We are excited to announce that Mercury Fund portfolio company Deepfield Networks has been acquired by Nokia! Mercury led a seed investment in Deepfield (co-led with Ann Arbor-based RPM Ventures) in September 2011. This was followed by Mercury participating in Deepfield’s Series A investment, led by Cisco Systems, in April 2015.
Deepfield provides internet service providers (ISPs) the ability to monitor their network operations and performance with granular visibility and deep analytics. With a full offering of network analysis tools for security, big data, and operations, companies like Comcast and Time Warner can analyze this streaming data tool and better understand how their consumers are receiving the service.

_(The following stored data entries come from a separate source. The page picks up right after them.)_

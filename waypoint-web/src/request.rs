//! 请求模型
//!
//! 每个入站调用构造一个 `Request`，只在该调用内存在。
//! 命名参数由调度器匹配成功后写入一次；请求体按原样保存，JSON 解析延迟到首次访问并缓存。

use std::cell::OnceCell;
use std::collections::HashMap;
use std::net::SocketAddr;

use serde_json::{Map, Value};

use crate::headers::Headers;
use crate::method::HttpMethod;

/// 路由匹配得到的命名参数（按模式中出现的顺序）
#[derive(Debug, Clone, Default, PartialEq, Eq)]
pub struct Params(Vec<(String, String)>);

impl Params {
    pub const fn new() -> Self {
        Self(Vec::new())
    }

    pub(crate) fn push(&mut self, name: impl Into<String>, value: impl Into<String>) {
        self.0.push((name.into(), value.into()));
    }

    pub fn get(&self, name: &str) -> Option<&str> {
        self.0
            .iter()
            .find(|(key, _)| key == name)
            .map(|(_, value)| value.as_str())
    }

    pub fn iter(&self) -> impl Iterator<Item = (&str, &str)> {
        self.0.iter().map(|(k, v)| (k.as_str(), v.as_str()))
    }

    pub fn len(&self) -> usize {
        self.0.len()
    }

    pub fn is_empty(&self) -> bool {
        self.0.is_empty()
    }
}

impl<K: Into<String>, V: Into<String>> FromIterator<(K, V)> for Params {
    fn from_iter<I: IntoIterator<Item = (K, V)>>(iter: I) -> Self {
        let mut params = Params::new();
        for (name, value) in iter {
            params.push(name, value);
        }
        params
    }
}

static NO_PARAMS: Params = Params::new();

/// 传输层元数据
#[derive(Debug, Clone, PartialEq, Eq)]
pub struct Transport {
    pub client_addr: Option<SocketAddr>,
    pub scheme: String,
}

impl Default for Transport {
    fn default() -> Self {
        Self {
            client_addr: None,
            scheme: "http".to_string(),
        }
    }
}

/// 请求体 JSON 解析失败
#[derive(Debug, Clone, PartialEq, Eq, thiserror::Error)]
#[error("Malformed JSON body: {0}")]
pub struct BodyError(pub String);

/// HTTP 请求
#[derive(Debug)]
pub struct Request {
    method: HttpMethod,
    path: String,
    headers: Headers,
    query: HashMap<String, String>,
    cookies: HashMap<String, String>,
    body: Vec<u8>,
    parsed_body: OnceCell<Result<Value, BodyError>>,
    named: Option<Params>,
    data: Map<String, Value>,
    extensions: http::Extensions,
    transport: Transport,
}

impl Request {
    /// 创建请求构建器
    ///
    /// `target` 为请求目标，可以包含查询字符串和片段，例如 `/search?q=rust#top`
    pub fn builder(method: HttpMethod, target: impl Into<String>) -> RequestBuilder {
        RequestBuilder {
            method,
            target: target.into(),
            headers: Headers::new(),
            body: Vec::new(),
            transport: Transport::default(),
        }
    }

    pub fn method(&self) -> HttpMethod {
        self.method
    }

    /// 请求路径（已去除查询字符串和片段）
    pub fn path(&self) -> &str {
        &self.path
    }

    pub fn headers(&self) -> &Headers {
        &self.headers
    }

    pub fn header(&self, name: &str) -> Option<&str> {
        self.headers.get(name)
    }

    pub fn query(&self, name: &str) -> Option<&str> {
        self.query.get(name).map(String::as_str)
    }

    pub fn query_params(&self) -> &HashMap<String, String> {
        &self.query
    }

    pub fn cookie(&self, name: &str) -> Option<&str> {
        self.cookies.get(name).map(String::as_str)
    }

    pub fn cookies(&self) -> &HashMap<String, String> {
        &self.cookies
    }

    /// 原始请求体
    pub fn body(&self) -> &[u8] {
        &self.body
    }

    /// 请求体文本（非 UTF-8 字节按替换字符处理）
    pub fn text(&self) -> std::borrow::Cow<'_, str> {
        String::from_utf8_lossy(&self.body)
    }

    /// 请求体 JSON，首次访问时解析并缓存结果
    pub fn json(&self) -> Result<&Value, BodyError> {
        self.parsed_body
            .get_or_init(|| {
                serde_json::from_slice(&self.body).map_err(|e| BodyError(e.to_string()))
            })
            .as_ref()
            .map_err(Clone::clone)
    }

    /// 命名参数；匹配前为空
    pub fn named(&self) -> &Params {
        self.named.as_ref().unwrap_or(&NO_PARAMS)
    }

    pub fn param(&self, name: &str) -> Option<&str> {
        self.named().get(name)
    }

    /// 写入命名参数，每个请求只能写入一次
    ///
    /// 返回 false 表示参数已经写入过，本次写入被忽略
    pub(crate) fn attach_named(&mut self, params: Params) -> bool {
        if self.named.is_some() {
            tracing::warn!(path = %self.path, "Named parameters already attached, ignoring");
            return false;
        }
        self.named = Some(params);
        true
    }

    /// 中间件附加的派生数据（例如解析并清理后的请求体字段）
    pub fn data(&self) -> &Map<String, Value> {
        &self.data
    }

    pub fn data_mut(&mut self) -> &mut Map<String, Value> {
        &mut self.data
    }

    /// 类型化的请求级附加值（会话 ID、请求 ID 等）
    pub fn extensions(&self) -> &http::Extensions {
        &self.extensions
    }

    pub fn extensions_mut(&mut self) -> &mut http::Extensions {
        &mut self.extensions
    }

    pub fn transport(&self) -> &Transport {
        &self.transport
    }
}

/// 请求构建器
#[derive(Debug)]
pub struct RequestBuilder {
    method: HttpMethod,
    target: String,
    headers: Headers,
    body: Vec<u8>,
    transport: Transport,
}

impl RequestBuilder {
    pub fn header(mut self, name: impl Into<String>, value: impl Into<String>) -> Self {
        self.headers.insert(name, value);
        self
    }

    pub fn body(mut self, body: impl Into<Vec<u8>>) -> Self {
        self.body = body.into();
        self
    }

    /// 设置 JSON 请求体并补充 Content-Type
    pub fn json(mut self, value: &Value) -> Self {
        self.body = value.to_string().into_bytes();
        if !self.headers.contains("content-type") {
            self.headers.insert("Content-Type", "application/json");
        }
        self
    }

    pub fn client_addr(mut self, addr: SocketAddr) -> Self {
        self.transport.client_addr = Some(addr);
        self
    }

    pub fn scheme(mut self, scheme: impl Into<String>) -> Self {
        self.transport.scheme = scheme.into();
        self
    }

    pub fn build(self) -> Request {
        let (path, query_string) = split_target(&self.target);
        let query = query_string.map(parse_query).unwrap_or_default();
        let cookies = self
            .headers
            .get("cookie")
            .map(parse_cookies)
            .unwrap_or_default();

        Request {
            method: self.method,
            path,
            headers: self.headers,
            query,
            cookies,
            body: self.body,
            parsed_body: OnceCell::new(),
            named: None,
            data: Map::new(),
            extensions: http::Extensions::new(),
            transport: self.transport,
        }
    }
}

/// 拆分请求目标为（路径，查询字符串）
fn split_target(target: &str) -> (String, Option<&str>) {
    let without_fragment = target.split_once('#').map_or(target, |(head, _)| head);
    let (path, query) = match without_fragment.split_once('?') {
        Some((path, query)) => (path, Some(query)),
        None => (without_fragment, None),
    };
    let path = if path.is_empty() { "/" } else { path };
    (path.to_string(), query)
}

/// 解析查询字符串；重复键以最后一次出现为准
fn parse_query(query: &str) -> HashMap<String, String> {
    url::form_urlencoded::parse(query.as_bytes())
        .into_owned()
        .collect()
}

fn parse_cookies(header: &str) -> HashMap<String, String> {
    header
        .split(';')
        .filter_map(|pair| pair.split_once('='))
        .map(|(name, value)| {
            let value = value.trim();
            let value = value
                .strip_prefix('"')
                .and_then(|v| v.strip_suffix('"'))
                .unwrap_or(value);
            (name.trim().to_string(), value.to_string())
        })
        .filter(|(name, _)| !name.is_empty())
        .collect()
}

This type of operational performance evaluation also allows ISPs to analyze how streaming companies (ie: Netflix, etc.) are delivering content given bandwidth allotments.

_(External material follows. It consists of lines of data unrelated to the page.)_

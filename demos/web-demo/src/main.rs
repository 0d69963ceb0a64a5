mod controllers;
mod models;

use std::path::{Path, PathBuf};

use waypoint_core::prelude::*;
use waypoint_core::{APP_ROUTES_FILE, TEMPLATES_ENABLED, TEMPLATES_PATTERN};
use waypoint_web::prelude::*;
use waypoint_web::template::DEFAULT_TEMPLATE_PATTERN;

fn config_dir() -> PathBuf {
    // 支持从工作区根目录或 demo 目录启动
    if Path::new("demos/web-demo/application.toml").exists() {
        PathBuf::from("demos/web-demo")
    } else {
        PathBuf::from(".")
    }
}

/// 在 API 路由组的响应上加一个标识头
fn powered_by() -> std::sync::Arc<dyn Middleware> {
    middleware_fn(|exchange: &mut Exchange<'_>, next: Next<'_>| -> WebResult<()> {
        next.run(exchange)?;
        exchange.response.set_header("X-Powered-By", "waypoint");
        Ok(())
    })
}

#[tokio::main]
async fn main() -> anyhow::Result<()> {
    let base = config_dir();
    let env = Environment::new()
        .with_source(TomlPropertySource::from_file(base.join("application.toml"))?)
        .with_source(EnvironmentPropertySource::new("APP_"));

    LoggingConfig::from_environment(&env)?.init()?;

    let routes_file = base.join(env.get_string_or(APP_ROUTES_FILE, "routes.toml"));
    let route_config = RouteConfig::from_file(&routes_file)?;

    let mut registry = Registry::from_inventory();
    registry.register_middleware_instance("powered_by", powered_by());

    let renderer = if env.get_bool_or(TEMPLATES_ENABLED, true) {
        let pattern = base.join(env.get_string_or(TEMPLATES_PATTERN, DEFAULT_TEMPLATE_PATTERN));
        TeraRenderer::new(&pattern.to_string_lossy())?
    } else {
        TeraRenderer::from_raw_templates([("home.html", "<h1>Waypoint web demo</h1>")])?
    };
    let services = Services::new()
        .with_renderer(renderer)
        .with_session_store(MemorySessionStore::from_environment(&env));

    let kernel = Kernel::builder()
        .route_config(route_config)
        .registry(registry)
        .services(services)
        .settings(KernelSettings::from_environment(&env))
        .build()?;

    let properties = ServerProperties::from_environment(&env)?;
    let address = properties.address();

    tracing::info!("Loaded {} routes from {}", kernel.routes().len(), routes_file.display());
    println!("\n=== Waypoint Web Demo ===");
    println!("  GET  http://{}/", address);
    println!("  GET  http://{}/about", address);
    println!("  GET  http://{}/visits", address);
    println!("  GET  http://{}/hello/{{name}}", address);
    println!("  GET  http://{}/api/users", address);
    println!("  POST http://{}/api/users", address);
    println!("  GET  http://{}/api/users/{{id}}", address);
    println!("  GET  http://{}/api/users/{{id}}/page", address);
    println!("  GET  http://{}/api/users/search?name=al\n", address);

    WebServer::new(kernel, properties).run().await?;
    Ok(())
}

Deepfield founders, Craig Labovitz and Joe Eggleston, were two of the earliest and most impactful employees at Arbor Networks (acq. August 2010 by Danaher) that became the leader in the ISP security sector. After the acquisition, Craig and Joe began to develop their own ideas of a next-generation network analytics platform by leveraging modern cloud architecture and big data science. Their vision provided a full end-to-end solution for ISPs that offered precise full network flow insights down to the subscriber level. Early on in the company’s lifecycle, It was very clear that a modern, cloud-based platform would win out in the dynamic ISP environment. By quickly becoming the industry leader, the company has secured contracts with some of the largest players in a global industry. Deepfield has continually worked to solve a difficult problem in networking with the most elegant solution in the market.
Deepfield was one of the earliest investments in our NextGen Enterprise theme, which we see as the convergence of DevOps, cloud computing and big data within the enterprise. What started out as a platform to perform network analysis for ISPs became a full fledged platform for anyone with complex network traffic, data – and in need of insights. Deepfield, along with Infochimps (acq. Aug 2013 by CSC) and Datical, have been the foundation of our core NextGen Enterprise theme.

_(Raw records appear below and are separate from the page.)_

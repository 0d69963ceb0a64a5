use parking_lot::RwLock;
use std::collections::HashMap;
use std::fs;
use std::path::Path;

use crate::error::{ApplicationError, ApplicationResult};

/// 配置值类型
#[derive(Debug, Clone, PartialEq)]
pub enum ConfigValue {
    String(String),
    Int(i64),
    Float(f64),
    Bool(bool),
    Array(Vec<ConfigValue>),
    Object(HashMap<String, ConfigValue>),
}

impl ConfigValue {
    /// 转换为字符串
    pub fn as_str(&self) -> Option<&str> {
        match self {
            ConfigValue::String(s) => Some(s.as_str()),
            _ => None,
        }
    }

    /// 转换为整数
    pub fn as_i64(&self) -> Option<i64> {
        match self {
            ConfigValue::Int(i) => Some(*i),
            ConfigValue::String(s) => s.parse().ok(),
            _ => None,
        }
    }

    /// 转换为浮点数
    pub fn as_f64(&self) -> Option<f64> {
        match self {
            ConfigValue::Float(f) => Some(*f),
            ConfigValue::Int(i) => Some(*i as f64),
            ConfigValue::String(s) => s.parse().ok(),
            _ => None,
        }
    }

    /// 转换为布尔值
    pub fn as_bool(&self) -> Option<bool> {
        match self {
            ConfigValue::Bool(b) => Some(*b),
            ConfigValue::String(s) => match s.to_lowercase().as_str() {
                "true" | "yes" | "1" => Some(true),
                "false" | "no" | "0" => Some(false),
                _ => None,
            },
            _ => None,
        }
    }
}

/// 配置源 trait
pub trait PropertySource: Send + Sync {
    /// 获取配置源名称
    fn name(&self) -> &str;

    /// 获取配置值
    fn get(&self, key: &str) -> Option<ConfigValue>;

    /// 获取所有配置键
    fn keys(&self) -> Vec<String>;

    /// 配置源优先级（数字越大优先级越高）
    fn priority(&self) -> i32 {
        0
    }
}

/// Environment - 配置管理器
///
/// 按优先级合并多个配置源，提供统一的配置访问接口。
/// 启动时构建一次，之后只读。
pub struct Environment {
    /// 配置源列表（按优先级排序）
    sources: RwLock<Vec<Box<dyn PropertySource>>>,
}

impl std::fmt::Debug for Environment {
    fn fmt(&self, f: &mut std::fmt::Formatter<'_>) -> std::fmt::Result {
        let sources = self.sources.read();
        f.debug_struct("Environment")
            .field(
                "sources",
                &sources.iter().map(|s| s.name().to_string()).collect::<Vec<_>>(),
            )
            .finish()
    }
}

impl Environment {
    /// 创建新的环境
    pub fn new() -> Self {
        Self {
            sources: RwLock::new(Vec::new()),
        }
    }

    /// 添加配置源
    pub fn add_property_source(&self, source: Box<dyn PropertySource>) {
        let mut sources = self.sources.write();
        sources.push(source);
        // 按优先级降序排序
        sources.sort_by(|a, b| b.priority().cmp(&a.priority()));
    }

    /// 链式添加配置源
    pub fn with_source(self, source: impl PropertySource + 'static) -> Self {
        self.add_property_source(Box::new(source));
        self
    }

    /// 获取配置值
    pub fn get(&self, key: &str) -> Option<ConfigValue> {
        let sources = self.sources.read();
        for source in sources.iter() {
            if let Some(value) = source.get(key) {
                tracing::trace!("Config '{}' found in source '{}'", key, source.name());
                return Some(value);
            }
        }
        tracing::trace!("Config '{}' not found in any source", key);
        None
    }

    /// 是否存在配置键
    pub fn contains(&self, key: &str) -> bool {
        self.get(key).is_some()
    }

    /// 获取字符串配置
    pub fn get_string(&self, key: &str) -> Option<String> {
        self.get(key).and_then(|v| v.as_str().map(String::from))
    }

    /// 获取字符串配置（带默认值）
    pub fn get_string_or(&self, key: &str, default: &str) -> String {
        self.get_string(key).unwrap_or_else(|| default.to_string())
    }

    /// 获取整数配置
    pub fn get_i64(&self, key: &str) -> Option<i64> {
        self.get(key).and_then(|v| v.as_i64())
    }

    /// 获取整数配置（带默认值）
    pub fn get_i64_or(&self, key: &str, default: i64) -> i64 {
        self.get_i64(key).unwrap_or(default)
    }

    /// 获取浮点数配置
    pub fn get_f64(&self, key: &str) -> Option<f64> {
        self.get(key).and_then(|v| v.as_f64())
    }

    /// 获取布尔值配置
    pub fn get_bool(&self, key: &str) -> Option<bool> {
        self.get(key).and_then(|v| v.as_bool())
    }

    /// 获取布尔值配置（带默认值）
    pub fn get_bool_or(&self, key: &str, default: bool) -> bool {
        self.get_bool(key).unwrap_or(default)
    }

    /// 获取端口号配置，超出范围时返回错误而不是截断
    pub fn get_port_or(&self, key: &str, default: u16) -> ApplicationResult<u16> {
        match self.get_i64(key) {
            None => Ok(default),
            Some(port) => u16::try_from(port).map_err(|_| ApplicationError::InvalidConfig {
                key: key.to_string(),
                message: format!("{} is not a valid port", port),
            }),
        }
    }

    /// 获取字符串数组配置
    /// 支持两种格式:
    /// 1. TOML数组: key = ["a", "b", "c"]
    /// 2. 逗号分隔字符串: key = "a, b, c"
    pub fn get_string_array(&self, key: &str) -> Option<Vec<String>> {
        match self.get(key)? {
            ConfigValue::Array(arr) => Some(
                arr.iter()
                    .filter_map(|v| v.as_str().map(String::from))
                    .collect(),
            ),
            ConfigValue::String(s) => Some(
                s.split(',')
                    .map(|s| s.trim().to_string())
                    .filter(|s| !s.is_empty())
                    .collect(),
            ),
            _ => None,
        }
    }
}

impl Default for Environment {
    fn default() -> Self {
        Self::new()
    }
}

// ========== Property Sources ==========

/// 环境变量配置源
pub struct EnvironmentPropertySource {
    prefix: String,
    priority: i32,
}

impl EnvironmentPropertySource {
    /// 创建环境变量配置源
    ///
    /// # 参数
    /// * `prefix` - 环境变量前缀，例如 "APP_"
    pub fn new(prefix: impl Into<String>) -> Self {
        Self {
            prefix: prefix.into(),
            priority: 100, // 环境变量优先级较高
        }
    }

    /// 将环境变量名转换为配置键
    /// 例如: APP_SERVER_PORT -> server.port
    fn env_to_key(&self, env_key: &str) -> String {
        let stripped = env_key.strip_prefix(&self.prefix).unwrap_or(env_key);
        stripped.to_lowercase().replace('_', ".")
    }

    /// 将配置键转换为环境变量名
    /// 例如: server.port -> APP_SERVER_PORT
    fn key_to_env(&self, key: &str) -> String {
        format!(
            "{}{}",
            self.prefix,
            key.replace(['.', '-'], "_").to_uppercase()
        )
    }
}

impl PropertySource for EnvironmentPropertySource {
    fn name(&self) -> &str {
        "environment"
    }

    fn get(&self, key: &str) -> Option<ConfigValue> {
        std::env::var(self.key_to_env(key))
            .ok()
            .map(ConfigValue::String)
    }

    fn keys(&self) -> Vec<String> {
        std::env::vars()
            .filter(|(k, _)| k.starts_with(&self.prefix))
            .map(|(k, _)| self.env_to_key(&k))
            .collect()
    }

    fn priority(&self) -> i32 {
        self.priority
    }
}

/// TOML 文件配置源
pub struct TomlPropertySource {
    name: String,
    properties: HashMap<String, ConfigValue>,
    priority: i32,
}

impl TomlPropertySource {
    /// 从文件加载 TOML 配置
    pub fn from_file(path: impl AsRef<Path>) -> ApplicationResult<Self> {
        let path = path.as_ref();
        let content = fs::read_to_string(path).map_err(|e| ApplicationError::ConfigRead {
            path: path.display().to_string(),
            cause: e.to_string(),
        })?;

        Self::parse(&content, path.to_string_lossy().to_string())
    }

    /// 从字符串解析 TOML 配置
    pub fn parse(content: &str, name: impl Into<String>) -> ApplicationResult<Self> {
        let name = name.into();
        let value: toml::Value =
            toml::from_str(content).map_err(|e| ApplicationError::ConfigParse {
                name: name.clone(),
                cause: e.to_string(),
            })?;

        let mut properties = HashMap::new();
        Self::flatten_toml(&value, String::new(), &mut properties);

        Ok(Self {
            name,
            properties,
            priority: 0, // 文件配置优先级最低
        })
    }

    /// 展平 TOML 结构
    /// 例如: { server: { port: 8080 } } -> { "server.port": 8080 }
    fn flatten_toml(value: &toml::Value, prefix: String, result: &mut HashMap<String, ConfigValue>) {
        match value {
            toml::Value::Table(table) => {
                for (key, val) in table {
                    let new_prefix = if prefix.is_empty() {
                        key.clone()
                    } else {
                        format!("{}.{}", prefix, key)
                    };
                    Self::flatten_toml(val, new_prefix, result);
                }
            }
            other => {
                result.insert(prefix, Self::toml_value_to_config(other));
            }
        }
    }

    /// 转换 TOML 值为 ConfigValue
    fn toml_value_to_config(value: &toml::Value) -> ConfigValue {
        match value {
            toml::Value::String(s) => ConfigValue::String(s.clone()),
            toml::Value::Integer(i) => ConfigValue::Int(*i),
            toml::Value::Float(f) => ConfigValue::Float(*f),
            toml::Value::Boolean(b) => ConfigValue::Bool(*b),
            toml::Value::Array(arr) => {
                ConfigValue::Array(arr.iter().map(Self::toml_value_to_config).collect())
            }
            toml::Value::Table(table) => ConfigValue::Object(
                table
                    .iter()
                    .map(|(k, v)| (k.clone(), Self::toml_value_to_config(v)))
                    .collect(),
            ),
            toml::Value::Datetime(dt) => ConfigValue::String(dt.to_string()),
        }
    }

    /// 设置优先级
    pub fn with_priority(mut self, priority: i32) -> Self {
        self.priority = priority;
        self
    }
}

impl PropertySource for TomlPropertySource {
    fn name(&self) -> &str {
        &self.name
    }

    fn get(&self, key: &str) -> Option<ConfigValue> {
        self.properties.get(key).cloned()
    }

    fn keys(&self) -> Vec<String> {
        self.properties.keys().cloned().collect()
    }

    fn priority(&self) -> i32 {
        self.priority
    }
}

/// 内存配置源（用于测试或运行时配置）
pub struct MapPropertySource {
    name: String,
    properties: HashMap<String, ConfigValue>,
    priority: i32,
}

impl MapPropertySource {
    pub fn new(name: impl Into<String>) -> Self {
        Self {
            name: name.into(),
            properties: HashMap::new(),
            priority: 50,
        }
    }

    pub fn with_property(mut self, key: impl Into<String>, value: ConfigValue) -> Self {
        self.properties.insert(key.into(), value);
        self
    }

    pub fn with_priority(mut self, priority: i32) -> Self {
        self.priority = priority;
        self
    }
}

impl PropertySource for MapPropertySource {
    fn name(&self) -> &str {
        &self.name
    }

    fn get(&self, key: &str) -> Option<ConfigValue> {
        self.properties.get(key).cloned()
    }

    fn keys(&self) -> Vec<String> {
        self.properties.keys().cloned().collect()
    }

    fn priority(&self) -> i32 {
        self.priority
    }
}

In December 2016, the historically hardware-centric Nokia, which has begun to reemerge as a dominant network service provider and solutions company, saw a clear and near-term enterprise growth opportunity with Deepfield’s internet genome/big data analytics software platform that would substantially expand their ISP customer footprint. Nokia also saw a compelling emerging solution in the Deepfield Singularity Platform, which combines their Cloud Genome tool with security solutions for DDoS (distributed denial of service) attacks, service assurance, and cloud intelligence. Deepfield’s rapid growth and exit was not only lucrative for the company, its investors, and employees, but proved to be highly beneficial to the Ann Arbor region. While many companies in the Midwest suffer from Early Exit Disease, Deepfield overcame this slippery slope. The timely acquisition will yield an increased employment base in Ann Arbor and continued aggressive growth as an increasing force in the networking sector.
We wish Craig, Joe, Lorne, Rob and the rest of our Deepfield neighbors in Ann Arbor the best of luck in the future!